▶ [WORK INSTRUCTIONS]: The response should contain only those lines of the entries below that include the string "TwoStep".

▬▬▬▬▬▬

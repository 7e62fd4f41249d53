//! End-to-end transfer through every strategy.

use approx::assert_relative_eq;
use lfd_transfer::testing::{
    IndexRegistration, PointRobot, TargetSolver, bimanual_demo, line_demo, shifted_scene,
};
use lfd_transfer::{
    DecompositionParams, FingerTrajectoryTransferer, RegistrationFactory, StrategyKind,
    Termination, TrajectoryTransferer, TransferParams, TransferStrategy,
};
use lfd_types::ArmSide;
use lfd_warp::TpsParams;
use nalgebra::Vector3;
use std::sync::Arc;

fn offset() -> Vector3<f64> {
    Vector3::new(0.08, 0.03, -0.02)
}

fn factory() -> Arc<dyn RegistrationFactory> {
    Arc::new(IndexRegistration::new(
        TpsParams::new().with_bend_coefs(0.1).with_rot_coefs(1e-3),
    ))
}

fn strategy(kind: StrategyKind, robot: PointRobot, params: TransferParams) -> TransferStrategy {
    let transferer: Arc<dyn TrajectoryTransferer> = Arc::new(
        FingerTrajectoryTransferer::new(
            Arc::new(robot.clone()),
            Arc::new(TargetSolver::new(robot)),
            params.clone(),
        )
        .unwrap(),
    );
    TransferStrategy::build(kind, factory(), transferer, params, DecompositionParams::new())
        .unwrap()
}

fn params() -> TransferParams {
    TransferParams::new().with_collision_cost(false)
}

#[test]
fn registration_maps_demo_scene_onto_test_scene() {
    let demo = line_demo("reach", ArmSide::Right);
    let scene = shifted_scene(offset());

    let registration = factory().register(&demo, &scene).unwrap();
    let warped = registration.warp.transform_points(demo.scene.cloud());

    for (w, s) in warped.iter().zip(scene.cloud()) {
        assert_relative_eq!(*w, *s, epsilon = 1e-6);
    }
}

#[test]
fn bimanual_decomposed_transfer_drives_both_arms() {
    let demo = bimanual_demo("both", false);
    let outcome = strategy(StrategyKind::Decomposed, PointRobot::new(), params())
        .transfer(&demo, &shifted_scene(offset()))
        .unwrap();

    assert_eq!(outcome.manipulator.arms(), &[ArmSide::Left, ArmSide::Right]);
    assert_eq!(outcome.diagnostics.termination, Termination::Converged);
    assert_eq!(outcome.joint_trajectory.ncols(), 8);

    for (arm, y) in [(ArmSide::Left, 0.1), (ArmSide::Right, -0.1)] {
        let track = outcome.trajectory.arm(arm).unwrap();
        let start = track.ee_poses[0].translation.vector;
        assert_relative_eq!(start, Vector3::new(0.0, y, 0.5) + offset(), epsilon = 0.05);
        assert!(track.close_finger.iter().any(|&c| c));
    }
}

#[test]
fn idle_arm_is_left_out() {
    let demo = bimanual_demo("right_only", true);
    for kind in [StrategyKind::TwoStep, StrategyKind::Unified, StrategyKind::Decomposed] {
        let outcome = strategy(kind, PointRobot::new(), params())
            .transfer(&demo, &shifted_scene(offset()))
            .unwrap();
        assert_eq!(outcome.manipulator.arms(), &[ArmSide::Right]);
        assert!(outcome.trajectory.arm(ArmSide::Left).is_none());
    }
}

#[test]
fn unified_matches_two_step_without_duals() {
    let demo = line_demo("reach", ArmSide::Right);
    let scene = shifted_scene(offset());

    let two_step = strategy(StrategyKind::TwoStep, PointRobot::new(), params())
        .transfer(&demo, &scene)
        .unwrap();
    let unified = strategy(StrategyKind::Unified, PointRobot::new(), params())
        .transfer(&demo, &scene)
        .unwrap();

    assert_relative_eq!(
        two_step.joint_trajectory,
        unified.joint_trajectory,
        epsilon = 1e-12
    );
}

#[test]
fn fixed_start_keeps_current_configuration() {
    let start = Vector3::new(0.0, -0.1, 0.5) + offset();
    let robot = PointRobot::new().with_current(vec![
        0.0, 0.0, 0.0, 0.08, start.x, start.y, start.z, 0.08,
    ]);
    let params = params().with_start_fixed(true);
    let demo = line_demo("reach", ArmSide::Right);

    for kind in [StrategyKind::Unified, StrategyKind::Decomposed] {
        let outcome = strategy(kind, robot.clone(), params.clone())
            .transfer(&demo, &shifted_scene(offset()))
            .unwrap();
        let first = outcome.joint_trajectory.row(0);
        assert_relative_eq!(first[0], start.x, epsilon = 1e-12);
        assert_relative_eq!(first[1], start.y, epsilon = 1e-12);
        assert_relative_eq!(first[2], start.z, epsilon = 1e-12);
        assert_relative_eq!(first[3], 0.08, epsilon = 1e-12);
    }
}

▬▬▬▬▬▬

▶ [EXERCISE SOLUTION]:
    for kind in [StrategyKind::TwoStep, StrategyKind::Unified, StrategyKind::Decomposed] {
    let two_step = strategy(StrategyKind::TwoStep, PointRobot::new(), params())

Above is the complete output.